Commonwealth Research analysts see recent financial developments as a “crisis of confidence” rather than an economic crisis. This has driven a reassessment of risk. Spreads on corporate bonds have suddenly risen to their highest level since 1998 (when the last credit crisis occurred after LTCM). By contrast, yields on government bonds have appreciably decreased.

The analysts believe that eventually some of this panicky risk repricing will be wound back, but some will be “permanent “. They should probably listen to Sean Connery (never say never) given history will always repeat, but the drift is obviously that it will take a long time.
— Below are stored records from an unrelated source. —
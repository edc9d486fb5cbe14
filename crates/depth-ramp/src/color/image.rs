//! In-memory RGB raster.
//!
//! Decoding and encoding live outside this crate; everything here works on
//! an already-loaded `height x width` array of [`Rgb`] in row-major order.

use super::rgb::Rgb;

/// A row-major RGB raster.
#[derive(Debug, Clone, PartialEq)]
pub struct RgbImage {
    pixels: Vec<Rgb>,
    width: usize,
    height: usize,
}

impl RgbImage {
    /// Create an image filled with one color.
    pub fn filled(width: usize, height: usize, color: Rgb) -> Self {
        Self {
            pixels: vec![color; width * height],
            width,
            height,
        }
    }

    /// Wrap row-major pixels.
    ///
    /// Returns `None` if `pixels.len() != width * height`.
    pub fn from_pixels(pixels: Vec<Rgb>, width: usize, height: usize) -> Option<Self> {
        (pixels.len() == width * height).then(|| Self::from_parts(pixels, width, height))
    }

    /// Wrap pixels whose length the caller already guarantees.
    pub(crate) fn from_parts(pixels: Vec<Rgb>, width: usize, height: usize) -> Self {
        debug_assert_eq!(
            pixels.len(),
            width * height,
            "pixel count ({}) must match width * height ({}x{})",
            pixels.len(),
            width,
            height,
        );
        Self {
            pixels,
            width,
            height,
        }
    }

    /// Build an image from packed `[R, G, B, R, G, B, ...]` bytes.
    ///
    /// Returns `None` if the buffer length is not `width * height * 3`.
    pub fn from_rgb_bytes(bytes: &[u8], width: usize, height: usize) -> Option<Self> {
        if bytes.len() != width * height * 3 {
            return None;
        }
        let pixels = bytes
            .chunks_exact(3)
            .map(|p| Rgb::new(p[0], p[1], p[2]))
            .collect();
        Some(Self::from_parts(pixels, width, height))
    }

    /// Build an image from nested rows. Returns `None` for ragged input.
    pub fn from_rows(rows: Vec<Vec<Rgb>>) -> Option<Self> {
        let height = rows.len();
        let width = rows.first().map_or(0, Vec::len);
        if rows.iter().any(|r| r.len() != width) {
            return None;
        }
        let pixels = rows.into_iter().flatten().collect();
        Some(Self::from_parts(pixels, width, height))
    }

    #[inline]
    pub fn width(&self) -> usize {
        self.width
    }

    #[inline]
    pub fn height(&self) -> usize {
        self.height
    }

    /// All pixels in row-major order.
    #[inline]
    pub fn pixels(&self) -> &[Rgb] {
        &self.pixels
    }

    /// One row of pixels.
    ///
    /// # Panics
    ///
    /// Panics if `y >= height`.
    #[inline]
    pub fn row(&self, y: usize) -> &[Rgb] {
        &self.pixels[y * self.width..(y + 1) * self.width]
    }

    /// Pixel at `(x, y)`, or `None` when out of bounds.
    #[inline]
    pub fn get(&self, x: usize, y: usize) -> Option<Rgb> {
        (x < self.width && y < self.height).then(|| self.pixels[y * self.width + x])
    }

    /// Overwrite the pixel at `(x, y)`.
    ///
    /// # Panics
    ///
    /// Panics if `(x, y)` is out of bounds.
    #[inline]
    pub fn set(&mut self, x: usize, y: usize, color: Rgb) {
        assert!(x < self.width && y < self.height, "pixel out of bounds");
        self.pixels[y * self.width + x] = color;
    }

    /// A view with the bottom `rows` removed.
    ///
    /// Removing more rows than exist leaves an empty image.
    pub fn without_bottom_rows(&self, rows: usize) -> RgbImage {
        let height = self.height.saturating_sub(rows);
        RgbImage {
            pixels: self.pixels[..height * self.width].to_vec(),
            width: self.width,
            height,
        }
    }

    /// Packed `[R, G, B, ...]` bytes, suitable for an 8-bit RGB encoder.
    pub fn to_rgb_bytes(&self) -> Vec<u8> {
        let mut out = Vec::with_capacity(self.pixels.len() * 3);
        for p in &self.pixels {
            out.extend_from_slice(&p.to_bytes());
        }
        out
    }
}
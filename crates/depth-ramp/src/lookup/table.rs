//! Color-to-depth lookup table.

use std::collections::HashMap;

use crate::color::{ColorKey, Rgb};

/// A mapping from exact colors to calibrated depth values.
///
/// Iteration follows first-insertion order, so a table built by the
/// calibrator iterates in strip column order. Inserting an existing key
/// replaces its depth but keeps its position.
///
/// # Example
///
/// ```
/// use depth_ramp::{DepthLookupTable, Rgb};
///
/// let mut table = DepthLookupTable::new();
/// table.insert(Rgb::new(0, 0, 255), -300.0);
/// assert_eq!(table.get(Rgb::new(0, 0, 255)), Some(-300.0));
/// assert_eq!(table.get(Rgb::new(1, 2, 3)), None);
/// ```
#[derive(Debug, Clone, Default, PartialEq)]
pub struct DepthLookupTable {
    depths: HashMap<ColorKey, f64>,
    order: Vec<ColorKey>,
}

impl DepthLookupTable {
    /// Create an empty table.
    pub fn new() -> Self {
        Self::default()
    }

    /// Insert or replace the depth for `color`.
    pub fn insert(&mut self, color: Rgb, depth: f64) {
        if self.depths.insert(color, depth).is_none() {
            self.order.push(color);
        }
    }

    /// Depth stored for exactly this color.
    #[inline]
    pub fn get(&self, color: Rgb) -> Option<f64> {
        self.depths.get(&color).copied()
    }

    #[inline]
    pub fn contains(&self, color: Rgb) -> bool {
        self.depths.contains_key(&color)
    }

    /// Number of distinct colors.
    #[inline]
    pub fn len(&self) -> usize {
        self.order.len()
    }

    #[inline]
    pub fn is_empty(&self) -> bool {
        self.order.is_empty()
    }

    /// Entries in first-insertion order.
    pub fn iter(&self) -> impl Iterator<Item = (Rgb, f64)> + '_ {
        self.order.iter().map(move |c| (*c, self.depths[c]))
    }
}

impl FromIterator<(Rgb, f64)> for DepthLookupTable {
    fn from_iter<I: IntoIterator<Item = (Rgb, f64)>>(iter: I) -> Self {
        let mut table = Self::new();
        for (color, depth) in iter {
            table.insert(color, depth);
        }
        table
    }
}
While not an “economic crisis”, the analysts suggest the crisis of confidence can still spill over into the real economy, just as it did after 9/11. It was 9/11 that prompted the Fed to lower the cash rate to 1% and keep it there for a year. It took another five years to bring rates back to normal, but by then the damage had been done. And now here we are.

Comm Research believes the Fed is now on the horns of a dilemma, facing an “unpalatable decision” at its next meeting on September 18. A rate cut would provide insurance against the crisis spreading further into an otherwise healthy US economy, but it could also reinvigorate risk-taking. For the record, Comm Research is tipping a 0.5% cut in September.

The analysts expects rates will go on hold in Europe, the UK, Canada and Japan, and expected increases in Australia may even be delayed.

“Higher risk premiums – if permanent – will have far reaching and long lasting economic effects,” say the analysts. They will be felt most in the centre of risk reassessment – the US. But Australia, as a member of the globally interdependent financial markets, will also be affected. The analysts have modelled the Australian economy assuming a 1% increase in investment risk premium.

What the numbers suggest is a 1% ($10 billion) reduction in GDP will transpire over six years. Business capital spending will fall, resulting in a reduction in output. Employment will not be significantly affected, but productivity (due to lower output) will. This will lead to lower consumer spending and lower real wages.

Foreign capital will flow out of Australia causing the Aussie dollar to fall. Import prices will rise and push up the CPI. Demand for imports will thus fall, as will demand for local products.

Gloomy.

However, Comm  Research wraps up their discussion with this caveat:

“The model simulation covered here illustrates how a higher risk premium influences the economy. Actions by central banks are also important. For example, central banks cutting official rates would provide an offset to higher market interest rates.”

…Which basically brings us back to where we started.